Back to interesting ideas.

Heather Cox Richardson recalls Y2K, 25 years ago on January 1st, and how since the problem was fixed (by the scientists and tech guys) some people felt the problem had never been real. As always, she provides straightforward discussion of the background and circumstances, including the religious doomsayers who thought — as they did the previous millennium — that the world was about to end. Key point:

Heather Cox Richardson: January 1, 2025

Crises get a lot of attention, but the quiet work of fixing them gets less. And if that work ends the crisis that got all the attention, the success itself makes people think there was never a crisis to begin with. In the aftermath of the Y2K problem, people began to treat it as a joke, but as technology forecaster Paul Saffo emphasized, “The Y2K crisis didn’t happen precisely because people started preparing for it over a decade in advance.
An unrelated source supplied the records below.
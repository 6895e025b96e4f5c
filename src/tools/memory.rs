//! Registry-local state and the tools that mutate it.
//!
//! Facts and the operating mode live in a [`RegistryState`] owned by one
//! [`ToolRegistry`](super::ToolRegistry). Nothing is persisted.

use std::collections::HashMap;
use std::sync::{Arc, Mutex, MutexGuard};

use async_trait::async_trait;
use serde::Deserialize;
use serde_json::{Value, json};

use super::{Tool, ToolArgs, ToolError, parse_args};

/// Operating mode selectable at runtime.
#[derive(Debug, Default, Clone, Copy, PartialEq, Eq, Deserialize)]
#[serde(rename_all = "lowercase")]
pub enum Mode {
    /// Development profile.
    #[default]
    Dev,
    /// Production profile.
    Prod,
}

impl std::fmt::Display for Mode {
    fn fmt(&self, f: &mut std::fmt::Formatter<'_>) -> std::fmt::Result {
        match self {
            Self::Dev => write!(f, "dev"),
            Self::Prod => write!(f, "prod"),
        }
    }
}

/// Key/value facts and mode shared by the built-in tools of one registry.
#[derive(Debug, Default)]
pub struct RegistryState {
    facts: Mutex<HashMap<String, String>>,
    mode: Mutex<Mode>,
}

fn lock<T>(mutex: &Mutex<T>) -> MutexGuard<'_, T> {
    match mutex.lock() {
        Ok(guard) => guard,
        Err(poisoned) => poisoned.into_inner(),
    }
}

impl RegistryState {
    /// Copy of all remembered facts.
    pub fn snapshot(&self) -> HashMap<String, String> {
        lock(&self.facts).clone()
    }

    /// Current operating mode.
    pub fn mode(&self) -> Mode {
        *lock(&self.mode)
    }

    fn remember(&self, key: String, value: String) {
        lock(&self.facts).insert(key, value);
    }

    fn forget(&self, key: &str) -> bool {
        lock(&self.facts).remove(key).is_some()
    }

    fn set_mode(&self, mode: Mode) {
        *lock(&self.mode) = mode;
    }
}

#[derive(Deserialize)]
#[serde(deny_unknown_fields)]
struct RememberArgs {
    key: String,
    value: String,
}

/// `remember(key, value)`: store a fact about the user.
#[derive(Debug)]
pub struct RememberTool {
    state: Arc<RegistryState>,
}

impl RememberTool {
    /// Tool writing into `state`.
    pub fn new(state: Arc<RegistryState>) -> Self {
        Self { state }
    }
}

#[async_trait]
impl Tool for RememberTool {
    fn name(&self) -> &str {
        "remember"
    }

    fn description(&self) -> &str {
        "Store a fact about the user for later recall."
    }

    fn schema(&self) -> Value {
        json!({
            "type": "object",
            "properties": {
                "key": {"type": "string", "description": "Key for the memory"},
                "value": {"type": "string", "description": "Value to remember"}
            },
            "required": ["key", "value"]
        })
    }

    async fn execute(&self, args: ToolArgs) -> Result<String, ToolError> {
        let RememberArgs { key, value } = parse_args(args)?;
        let reply = format!("Remembered {key}.");
        self.state.remember(key, value);
        Ok(reply)
    }
}

#[derive(Deserialize)]
#[serde(deny_unknown_fields)]
struct ForgetArgs {
    key: String,
}

/// `forget(key)`: drop a stored fact.
#[derive(Debug)]
pub struct ForgetTool {
    state: Arc<RegistryState>,
}

impl ForgetTool {
    /// Tool removing from `state`.
    pub fn new(state: Arc<RegistryState>) -> Self {
        Self { state }
    }
}

#[async_trait]
impl Tool for ForgetTool {
    fn name(&self) -> &str {
        "forget"
    }

    fn description(&self) -> &str {
        "Forget a stored fact."
    }

    fn schema(&self) -> Value {
        json!({
            "type": "object",
            "properties": {
                "key": {"type": "string", "description": "Key for the memory"}
            },
            "required": ["key"]
        })
    }

    async fn execute(&self, args: ToolArgs) -> Result<String, ToolError> {
        let ForgetArgs { key } = parse_args(args)?;
        if self.state.forget(&key) {
            Ok(format!("Forgot {key}."))
        } else {
            Ok(format!("No entry for {key}."))
        }
    }
}

#[derive(Deserialize)]
#[serde(deny_unknown_fields)]
struct SetModeArgs {
    mode: Mode,
}

/// `set_mode(mode)`: switch between dev and prod at runtime.
#[derive(Debug)]
pub struct SetModeTool {
    state: Arc<RegistryState>,
}

impl SetModeTool {
    /// Tool switching the mode in `state`.
    pub fn new(state: Arc<RegistryState>) -> Self {
        Self { state }
    }
}

#[async_trait]
impl Tool for SetModeTool {
    fn name(&self) -> &str {
        "set_mode"
    }

    fn description(&self) -> &str {
        "Switch between dev and prod profiles at runtime."
    }

    fn schema(&self) -> Value {
        json!({
            "type": "object",
            "properties": {
                "mode": {
                    "type": "string",
                    "enum": ["dev", "prod"],
                    "description": "Target mode"
                }
            },
            "required": ["mode"]
        })
    }

    async fn execute(&self, args: ToolArgs) -> Result<String, ToolError> {
        let SetModeArgs { mode } = parse_args(args)?;
        self.state.set_mode(mode);
        Ok(format!("Switched to {mode} mode."))
    }
}
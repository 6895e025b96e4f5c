//! STT stage: feeds inbound audio to recognition and emits transcripts.
//!
//! Recognition starts lazily on the first audio chunk of a turn. The audio
//! ingestion queue is closed exactly once when the turn ends (silence
//! timeout or end of input); the recognition stream is then drained to
//! completion before a new one may start, so at most one recognition is
//! live at a time. All events other than inbound audio pass through
//! unchanged.

use std::sync::Arc;
use std::time::Duration;

use bytes::Bytes;
use futures_util::StreamExt;
use tokio::sync::mpsc;
use tokio::time::Instant;
use tokio_stream::wrappers::UnboundedReceiverStream;
use tokio_util::sync::CancellationToken;
use tracing::{debug, info};

use super::{SegmentStream, SpeechBackend, recognition_stream, strip_marker};
use crate::config::{EouDetection, SttConfig};
use crate::error::Result;
use crate::pipeline::messages::{AudioChunk, PipelineEvent, TranscriptSegment};

/// Speech-to-text pipeline stage.
pub struct SttBridge {
    backend: Arc<dyn SpeechBackend>,
    config: SttConfig,
}

impl SttBridge {
    /// Create the stage.
    ///
    /// # Errors
    ///
    /// Returns a config error if `config` is invalid.
    pub fn new(backend: Arc<dyn SpeechBackend>, config: SttConfig) -> Result<Self> {
        config.validate()?;
        Ok(Self { backend, config })
    }

    /// Run until `input` closes, `output` closes or `cancel` fires.
    pub async fn run(
        self,
        input: mpsc::Receiver<PipelineEvent>,
        output: mpsc::Sender<PipelineEvent>,
        cancel: CancellationToken,
    ) {
        let silence = match self.config.eou_detection {
            EouDetection::Silence { timeout_ms } => Some(Duration::from_millis(timeout_ms)),
            EouDetection::Marker => None,
        };
        let mut stage = Stage {
            backend: self.backend,
            config: self.config,
            input,
            output,
            cancel,
            silence,
            ingest: None,
            segments: None,
            silence_deadline: None,
            text_since_eou: false,
        };
        stage.run().await;
        debug!("stt stage stopped");
    }
}

struct Stage {
    backend: Arc<dyn SpeechBackend>,
    config: SttConfig,
    input: mpsc::Receiver<PipelineEvent>,
    output: mpsc::Sender<PipelineEvent>,
    cancel: CancellationToken,
    silence: Option<Duration>,
    ingest: Option<mpsc::UnboundedSender<Bytes>>,
    segments: Option<SegmentStream>,
    silence_deadline: Option<Instant>,
    text_since_eou: bool,
}

async fn next_segment(segments: &mut Option<SegmentStream>) -> Option<TranscriptSegment> {
    match segments {
        Some(stream) => stream.next().await,
        None => std::future::pending().await,
    }
}

async fn sleep_until_opt(deadline: Option<Instant>) {
    match deadline {
        Some(at) => tokio::time::sleep_until(at).await,
        None => std::future::pending().await,
    }
}

impl Stage {
    async fn run(&mut self) {
        loop {
            let alive = tokio::select! {
                biased;
                () = self.cancel.cancelled() => false,
                segment = next_segment(&mut self.segments) => match segment {
                    Some(segment) => self.on_segment(segment).await,
                    None => {
                        debug!("recognition stream ended");
                        self.segments = None;
                        self.ingest = None;
                        true
                    }
                },
                () = sleep_until_opt(self.silence_deadline) => {
                    self.silence_deadline = None;
                    self.on_silence().await
                }
                event = self.input.recv() => match event {
                    Some(PipelineEvent::AudioIn(chunk)) => self.on_audio(chunk).await,
                    Some(other) => self.emit(other).await,
                    None => {
                        self.finish_recognition().await;
                        false
                    }
                },
            };
            if !alive {
                break;
            }
        }
        self.close_recognition().await;
    }

    async fn on_audio(&mut self, chunk: AudioChunk) -> bool {
        if let Some(timeout) = self.silence {
            self.silence_deadline = Some(Instant::now() + timeout);
        }
        if self.ingest.is_none() && !self.start_recognition().await {
            return false;
        }
        let Some(ingest) = &self.ingest else {
            return true;
        };
        if let Err(rejected) = ingest.send(chunk.data) {
            // The recognition ended on its own; restart and hand it the chunk.
            debug!("recognition closed its audio queue, restarting");
            if !self.finish_recognition().await || !self.start_recognition().await {
                return false;
            }
            if let Some(ingest) = &self.ingest {
                if ingest.send(rejected.0).is_err() {
                    debug!("fresh recognition refused the chunk, dropping it");
                }
            }
        }
        true
    }

    /// Start a new recognition, draining the previous one first.
    async fn start_recognition(&mut self) -> bool {
        if self.segments.is_some() && !self.finish_recognition().await {
            return false;
        }
        let (tx, rx) = mpsc::unbounded_channel();
        let audio = Box::pin(UnboundedReceiverStream::new(rx));
        self.segments = Some(recognition_stream(
            Arc::clone(&self.backend),
            &self.config,
            audio,
        ));
        self.ingest = Some(tx);
        info!(mode = ?self.config.mode, "recognition started");
        true
    }

    /// Close the ingestion queue and emit every remaining segment.
    ///
    /// On cancellation the unfinished recognition is left in place for
    /// [`Stage::close_recognition`].
    async fn finish_recognition(&mut self) -> bool {
        // Dropping the only sender closes the queue.
        self.ingest = None;
        let Some(mut segments) = self.segments.take() else {
            return true;
        };
        loop {
            let segment = tokio::select! {
                biased;
                () = self.cancel.cancelled() => None,
                segment = segments.next() => match segment {
                    Some(segment) => Some(segment),
                    None => return true,
                },
            };
            let delivered = match segment {
                Some(segment) => self.on_segment(segment).await,
                None => false,
            };
            if !delivered {
                self.segments = Some(segments);
                return false;
            }
        }
    }

    /// Close the ingestion queue and wait for the recognition to end,
    /// discarding its segments. Worker-backed recognizers join their
    /// threads before their stream ends, so nothing outlives the stage.
    async fn close_recognition(&mut self) {
        self.ingest = None;
        let Some(mut segments) = self.segments.take() else {
            return;
        };
        let mut discarded = 0usize;
        while segments.next().await.is_some() {
            discarded += 1;
        }
        debug!(discarded, "recognition closed");
    }

    async fn on_silence(&mut self) -> bool {
        debug!("silence timeout, closing utterance");
        if !self.finish_recognition().await {
            return false;
        }
        if self.text_since_eou {
            self.text_since_eou = false;
            return self.emit(PipelineEvent::EndOfUtterance).await;
        }
        true
    }

    async fn on_segment(&mut self, segment: TranscriptSegment) -> bool {
        let segment = strip_marker(segment, &self.config.end_of_utterance_token);
        if !segment.text.is_empty() {
            let text = format!(
                "{}{}{}",
                self.config.prepend_prompt, segment.text, self.config.append_prompt
            )
            .trim()
            .to_owned();
            self.text_since_eou = true;
            let transcript = TranscriptSegment { text, ..segment };
            if !self.emit(PipelineEvent::Transcript(transcript)).await {
                return false;
            }
        }
        if segment.end_of_utterance {
            self.text_since_eou = false;
            return self.emit(PipelineEvent::EndOfUtterance).await;
        }
        true
    }

    async fn emit(&mut self, event: PipelineEvent) -> bool {
        self.output.send(event).await.is_ok()
    }
}
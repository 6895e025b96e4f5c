//! Replay a recorded utterance through a full conversation session.
//!
//! Usage: `parley-replay <config.toml> <input.wav> <output> [profile]`
//!
//! The input WAV (16-bit mono at the profile's STT rate) is fed in 20 ms
//! chunks at real-time pace. Transcripts and assistant text go to stdout;
//! synthesized audio is written to `<output>`, as a WAV file when
//! `transport.add_wav_header` is set and as raw PCM otherwise.

use std::path::{Path, PathBuf};
use std::sync::Arc;
use std::time::Duration;

use anyhow::{Context, bail};
use bytes::{Bytes, BytesMut};
use parley::config::TransportConfig;
use parley::llm::{MemoryRouter, OllamaClient};
use parley::stt::HttpRecognizer;
use parley::tools::ToolRegistry;
use parley::tts::WebSocketTts;
use parley::{AppConfig, AudioChunk, Backends, PipelineEvent, Session};
use tracing::info;
use tracing_subscriber::EnvFilter;

const CHUNK_MS: u32 = 20;

struct Args {
    config: PathBuf,
    input: PathBuf,
    output: PathBuf,
    profile: Option<String>,
}

fn parse_args() -> anyhow::Result<Args> {
    let mut args = std::env::args().skip(1);
    let (Some(config), Some(input), Some(output)) = (args.next(), args.next(), args.next())
    else {
        bail!("usage: parley-replay <config.toml> <input.wav> <output> [profile]");
    };
    Ok(Args {
        config: config.into(),
        input: input.into(),
        output: output.into(),
        profile: args.next(),
    })
}

#[tokio::main]
async fn main() -> anyhow::Result<()> {
    // Logs go to stderr; stdout carries the conversation.
    tracing_subscriber::fmt()
        .with_writer(std::io::stderr)
        .with_env_filter(
            EnvFilter::try_from_default_env().unwrap_or_else(|_| EnvFilter::new("parley=info")),
        )
        .init();

    let args = parse_args()?;
    let app = AppConfig::from_file(&args.config)
        .with_context(|| format!("loading {}", args.config.display()))?;
    let profile = app.profile(args.profile.as_deref())?.clone();
    let pcm = read_wav(&args.input, profile.stt.sample_rate_hz)?;
    let chunk_bytes = (profile.stt.sample_rate_hz * CHUNK_MS / 1000 * 2) as usize;
    let output_rate = profile.tts.sample_rate_hz;

    let backends = Backends {
        speech: Arc::new(HttpRecognizer::new(&profile.stt)?),
        llm: Arc::new(OllamaClient::new(&profile.llm)?),
        tts: Arc::new(WebSocketTts::new(&profile.tts)?),
        tools: Arc::new(ToolRegistry::with_defaults()),
        router: Arc::new(MemoryRouter::new()),
    };
    let mut session = Session::new(profile, backends)?.with_idle_timeout(
        app.transport
            .session_timeout_secs
            .map(Duration::from_secs),
    );
    let mut events = session.start()?;
    let printer = tokio::spawn(async move {
        let mut audio = BytesMut::new();
        while let Some(event) = events.recv().await {
            match event {
                PipelineEvent::Transcript(segment) if segment.is_final => {
                    println!("user: {}", segment.text);
                }
                PipelineEvent::AssistantToken(token) => print!("{token}"),
                PipelineEvent::ToolCall(call) => println!("[tool: {}]", call.name),
                PipelineEvent::Interruption { epoch } => println!("[interrupted #{epoch}]"),
                PipelineEvent::AudioOut(chunk) => audio.extend_from_slice(&chunk),
                PipelineEvent::EndOfTurn => println!(),
                _ => {}
            }
        }
        audio.freeze()
    });

    info!(chunks = pcm.len().div_ceil(chunk_bytes.max(1)), "replaying input");
    let mut pace = tokio::time::interval(Duration::from_millis(u64::from(CHUNK_MS)));
    for chunk in pcm.chunks(chunk_bytes.max(2)) {
        pace.tick().await;
        session
            .send_audio(AudioChunk::new(Bytes::copy_from_slice(chunk)))
            .await?;
    }

    let history = session.join().await;
    let audio = printer.await?;
    write_output(&args.output, &app.transport, &audio, output_rate)?;
    info!(
        messages = history.len(),
        audio_bytes = audio.len(),
        output = %args.output.display(),
        "replay finished"
    );
    Ok(())
}

/// Read a 16-bit mono WAV as little-endian PCM bytes.
fn read_wav(path: &Path, expected_rate: u32) -> anyhow::Result<Vec<u8>> {
    let mut reader =
        hound::WavReader::open(path).with_context(|| format!("opening {}", path.display()))?;
    let spec = reader.spec();
    if spec.channels != 1 || spec.bits_per_sample != 16 {
        bail!(
            "{} must be 16-bit mono, got {} channel(s) at {} bits",
            path.display(),
            spec.channels,
            spec.bits_per_sample
        );
    }
    if spec.sample_rate != expected_rate {
        bail!(
            "{} is {} Hz but the profile expects {} Hz",
            path.display(),
            spec.sample_rate,
            expected_rate
        );
    }
    let mut pcm = Vec::with_capacity(reader.len() as usize * 2);
    for sample in reader.samples::<i16>() {
        pcm.extend_from_slice(&sample?.to_le_bytes());
    }
    Ok(pcm)
}

fn write_output(
    path: &Path,
    transport: &TransportConfig,
    pcm: &[u8],
    sample_rate: u32,
) -> anyhow::Result<()> {
    if !transport.add_wav_header {
        std::fs::write(path, pcm).with_context(|| format!("writing {}", path.display()))?;
        return Ok(());
    }
    let spec = hound::WavSpec {
        channels: 1,
        sample_rate,
        bits_per_sample: 16,
        sample_format: hound::SampleFormat::Int,
    };
    let mut writer = hound::WavWriter::create(path, spec)
        .with_context(|| format!("creating {}", path.display()))?;
    for pair in pcm.chunks_exact(2) {
        writer.write_sample(i16::from_le_bytes([pair[0], pair[1]]))?;
    }
    writer.finalize()?;
    Ok(())
}
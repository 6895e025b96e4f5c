//! Turn controller: accumulates user utterances and runs one model turn at a time.
//!
//! The controller is a pipeline stage. It consumes transcript and
//! end-of-utterance events, forwards them (and everything else) downstream,
//! and spawns a [`ToolLoop`] task per user turn. The conversation history is
//! owned here; a turn's messages are appended only after its task has been
//! joined, so the history never sees half of a cancelled round.
//!
//! Utterances that complete while a turn is still generating are queued and
//! started in order once the current turn ends.

pub mod loop_engine;

use std::collections::VecDeque;
use std::future::pending;
use std::sync::Arc;

use tokio::sync::mpsc;
use tokio::task::JoinHandle;
use tokio_util::sync::CancellationToken;
use tracing::{debug, info, warn};

use crate::llm::{LlmBackend, Message, ModelRoute};
use crate::pipeline::interrupt::InterruptListener;
use crate::pipeline::messages::PipelineEvent;
use crate::tools::ToolRegistry;

pub use loop_engine::{DEPTH_LIMIT_NOTICE, StopReason, ToolLoop, TurnOutcome};

/// Settings for a [`TurnController`].
#[derive(Debug, Clone)]
pub struct TurnSettings {
    /// Picks the model for each generation round.
    pub route: ModelRoute,
    /// Maximum chained tool-call rounds per user turn.
    pub tool_call_limit: u32,
    /// Persona text placed first in the history.
    pub system_prompt: Option<String>,
}

struct ActiveTurn {
    handle: JoinHandle<TurnOutcome>,
    cancel: CancellationToken,
}

/// Pipeline stage owning the conversation history.
pub struct TurnController {
    engine: Arc<ToolLoop>,
    history: Vec<Message>,
    utterance: String,
    queued: VecDeque<String>,
    listener: InterruptListener,
    /// Highest interrupt epoch already forwarded downstream.
    forwarded_epoch: u64,
}

impl TurnController {
    /// Create a controller. `listener` reports barge-in interruptions.
    pub fn new(
        llm: Arc<dyn LlmBackend>,
        tools: Arc<ToolRegistry>,
        settings: TurnSettings,
        listener: InterruptListener,
    ) -> Self {
        let history = settings
            .system_prompt
            .filter(|p| !p.trim().is_empty())
            .map(Message::system)
            .into_iter()
            .collect();
        let forwarded_epoch = listener.epoch();
        Self {
            engine: Arc::new(ToolLoop::new(
                llm,
                tools,
                settings.route,
                settings.tool_call_limit,
            )),
            history,
            utterance: String::new(),
            queued: VecDeque::new(),
            listener,
            forwarded_epoch,
        }
    }

    /// Conversation history committed so far.
    pub fn history(&self) -> &[Message] {
        &self.history
    }

    /// Run until `input` closes or `cancel` fires; returns the final history.
    ///
    /// When `input` closes, a turn in progress (and any queued utterance) is
    /// allowed to finish first.
    pub async fn run(
        mut self,
        mut input: mpsc::Receiver<PipelineEvent>,
        output: mpsc::Sender<PipelineEvent>,
        cancel: CancellationToken,
    ) -> Vec<Message> {
        info!(history = self.history.len(), "turn controller started");
        let mut active: Option<ActiveTurn> = None;
        let mut input_open = true;

        loop {
            if !input_open && active.is_none() {
                break;
            }
            tokio::select! {
                biased;
                () = cancel.cancelled() => break,
                epoch = self.listener.interrupted() => {
                    debug!(epoch, "interrupt observed");
                    self.cancel_active(&mut active).await;
                }
                outcome = join(&mut active) => {
                    active = None;
                    self.commit(outcome);
                    self.start_next(&mut active, &output, &cancel);
                }
                event = input.recv(), if input_open => match event {
                    Some(event) => {
                        if !self.on_event(event, &mut active, &output, &cancel).await {
                            break;
                        }
                    }
                    None => {
                        debug!("input closed");
                        input_open = false;
                    }
                },
            }
        }

        self.cancel_active(&mut active).await;
        info!(messages = self.history.len(), "turn controller stopped");
        self.history
    }

    async fn on_event(
        &mut self,
        event: PipelineEvent,
        active: &mut Option<ActiveTurn>,
        output: &mpsc::Sender<PipelineEvent>,
        cancel: &CancellationToken,
    ) -> bool {
        match event {
            PipelineEvent::Transcript(segment) => {
                if segment.is_final && !segment.text.trim().is_empty() {
                    if !self.utterance.is_empty() {
                        self.utterance.push(' ');
                    }
                    self.utterance.push_str(segment.text.trim());
                }
                output.send(PipelineEvent::Transcript(segment)).await.is_ok()
            }
            PipelineEvent::EndOfUtterance => {
                let text = std::mem::take(&mut self.utterance);
                if output.send(PipelineEvent::EndOfUtterance).await.is_err() {
                    return false;
                }
                if !text.is_empty() {
                    self.queued.push_back(text);
                    self.start_next(active, output, cancel);
                }
                true
            }
            PipelineEvent::Interruption { epoch } => {
                self.cancel_active(active).await;
                self.forwarded_epoch = self.forwarded_epoch.max(epoch);
                if output.send(PipelineEvent::Interruption { epoch }).await.is_err() {
                    return false;
                }
                self.start_next(active, output, cancel);
                true
            }
            other => output.send(other).await.is_ok(),
        }
    }

    /// Start the oldest queued utterance if nothing is generating and every
    /// raised interruption has already been forwarded downstream.
    fn start_next(
        &mut self,
        active: &mut Option<ActiveTurn>,
        output: &mpsc::Sender<PipelineEvent>,
        cancel: &CancellationToken,
    ) {
        if active.is_some() || self.listener.epoch() > self.forwarded_epoch {
            return;
        }
        let Some(text) = self.queued.pop_front() else {
            return;
        };
        info!(chars = text.len(), queued = self.queued.len(), "starting turn");
        self.history.push(Message::user(text));

        let token = cancel.child_token();
        let engine = Arc::clone(&self.engine);
        let context = self.history.clone();
        let output = output.clone();
        let task_token = token.clone();
        let handle = tokio::spawn(async move { engine.run(context, &output, &task_token).await });
        *active = Some(ActiveTurn {
            handle,
            cancel: token,
        });
    }

    async fn cancel_active(&mut self, active: &mut Option<ActiveTurn>) {
        let Some(mut turn) = active.take() else {
            return;
        };
        turn.cancel.cancel();
        let outcome = joined(&mut turn.handle).await;
        debug!(stop = ?outcome.stop, "turn cancelled");
        self.commit(outcome);
    }

    fn commit(&mut self, outcome: TurnOutcome) {
        debug!(
            stop = ?outcome.stop,
            depth = outcome.depth,
            messages = outcome.messages.len(),
            "committing turn"
        );
        self.history.extend(outcome.messages);
    }
}

/// Resolves when the active turn finishes; pending when there is none.
async fn join(active: &mut Option<ActiveTurn>) -> TurnOutcome {
    match active {
        Some(turn) => joined(&mut turn.handle).await,
        None => pending().await,
    }
}

async fn joined(handle: &mut JoinHandle<TurnOutcome>) -> TurnOutcome {
    match handle.await {
        Ok(outcome) => outcome,
        Err(e) => {
            warn!(error = %e, "turn task failed");
            TurnOutcome {
                messages: Vec::new(),
                stop: StopReason::Failed,
                depth: 0,
            }
        }
    }
}
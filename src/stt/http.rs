//! HTTP batch recognizer (whisper.cpp-style inference server).
//!
//! Audio is posted as raw 16-bit PCM; the server answers `{"text": "..."}`.
//! Streaming recognition posts each chunk in order.

use std::time::Duration;

use async_trait::async_trait;
use bytes::Bytes;
use futures_util::StreamExt;
use serde::Deserialize;
use tracing::warn;

use super::{AudioStream, SegmentStream, SpeechBackend};
use crate::config::SttConfig;
use crate::error::{Result, SpeechError};
use crate::pipeline::messages::TranscriptSegment;

const REQUEST_TIMEOUT: Duration = Duration::from_secs(30);

#[derive(Debug, Deserialize)]
struct InferenceResponse {
    #[serde(default)]
    text: String,
}

/// Recognizer backed by an HTTP inference endpoint.
#[derive(Debug, Clone)]
pub struct HttpRecognizer {
    client: reqwest::Client,
    endpoint: url::Url,
    sample_rate_hz: u32,
    language_code: String,
    initial_prompt: Option<String>,
}

impl HttpRecognizer {
    /// Build a recognizer for `config.server_url`.
    ///
    /// # Errors
    ///
    /// Returns a config error if the URL is invalid or not http(s).
    pub fn new(config: &SttConfig) -> Result<Self> {
        let endpoint = url::Url::parse(&config.server_url).map_err(|e| {
            SpeechError::Config(format!("invalid stt.server_url '{}': {e}", config.server_url))
        })?;
        if !matches!(endpoint.scheme(), "http" | "https") {
            return Err(SpeechError::Config(format!(
                "stt.server_url must be http or https, got '{}'",
                endpoint.scheme()
            )));
        }
        let client = reqwest::Client::builder()
            .timeout(REQUEST_TIMEOUT)
            .build()
            .map_err(|e| SpeechError::Config(format!("cannot build HTTP client: {e}")))?;
        Ok(Self {
            client,
            endpoint,
            sample_rate_hz: config.sample_rate_hz,
            language_code: config.language_code.clone(),
            initial_prompt: config.initial_prompt.clone(),
        })
    }

    async fn post(&self, audio: Bytes) -> Result<Option<TranscriptSegment>> {
        let mut request = self
            .client
            .post(self.endpoint.clone())
            .header(reqwest::header::CONTENT_TYPE, "application/octet-stream")
            .query(&[
                ("sample_rate", self.sample_rate_hz.to_string()),
                ("language", self.language_code.clone()),
            ]);
        if let Some(prompt) = &self.initial_prompt {
            request = request.query(&[("prompt", prompt)]);
        }
        let response = request
            .body(audio)
            .send()
            .await
            .map_err(|e| SpeechError::Stt(format!("recognition request failed: {e}")))?;
        let status = response.status();
        if !status.is_success() {
            return Err(SpeechError::Stt(format!(
                "recognition server HTTP {}",
                status.as_u16()
            )));
        }
        let body: InferenceResponse = response
            .json()
            .await
            .map_err(|e| SpeechError::Stt(format!("invalid recognition response: {e}")))?;
        let text = body.text.trim();
        Ok((!text.is_empty()).then(|| TranscriptSegment::final_text(text)))
    }
}

#[async_trait]
impl SpeechBackend for HttpRecognizer {
    async fn stream_recognize(&self, audio: AudioStream) -> Result<SegmentStream> {
        let this = self.clone();
        Ok(Box::pin(async_stream::stream! {
            let mut audio = audio;
            while let Some(chunk) = audio.next().await {
                match this.post(chunk).await {
                    Ok(Some(segment)) => yield segment,
                    Ok(None) => {}
                    Err(e) => warn!(error = %e, "chunk recognition failed"),
                }
            }
        }))
    }

    async fn recognize_batch(&self, audio: Bytes) -> Result<Vec<TranscriptSegment>> {
        Ok(self.post(audio).await?.into_iter().collect())
    }
}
And the general public who was busy stocking up on supplies and stuff just didn’t have a sense that the programmers were on the job.”

Something similar happened earlier with the “ozone layer” over Antarctica. And if sufficient measures were being put into place right now to avoid the worst of the climate crisis, cynics a century from now will claim the problem never existed. Sometimes, as I think I’ve said, if the bull doesn’t get into the china shop, some people won’t believe in the bull.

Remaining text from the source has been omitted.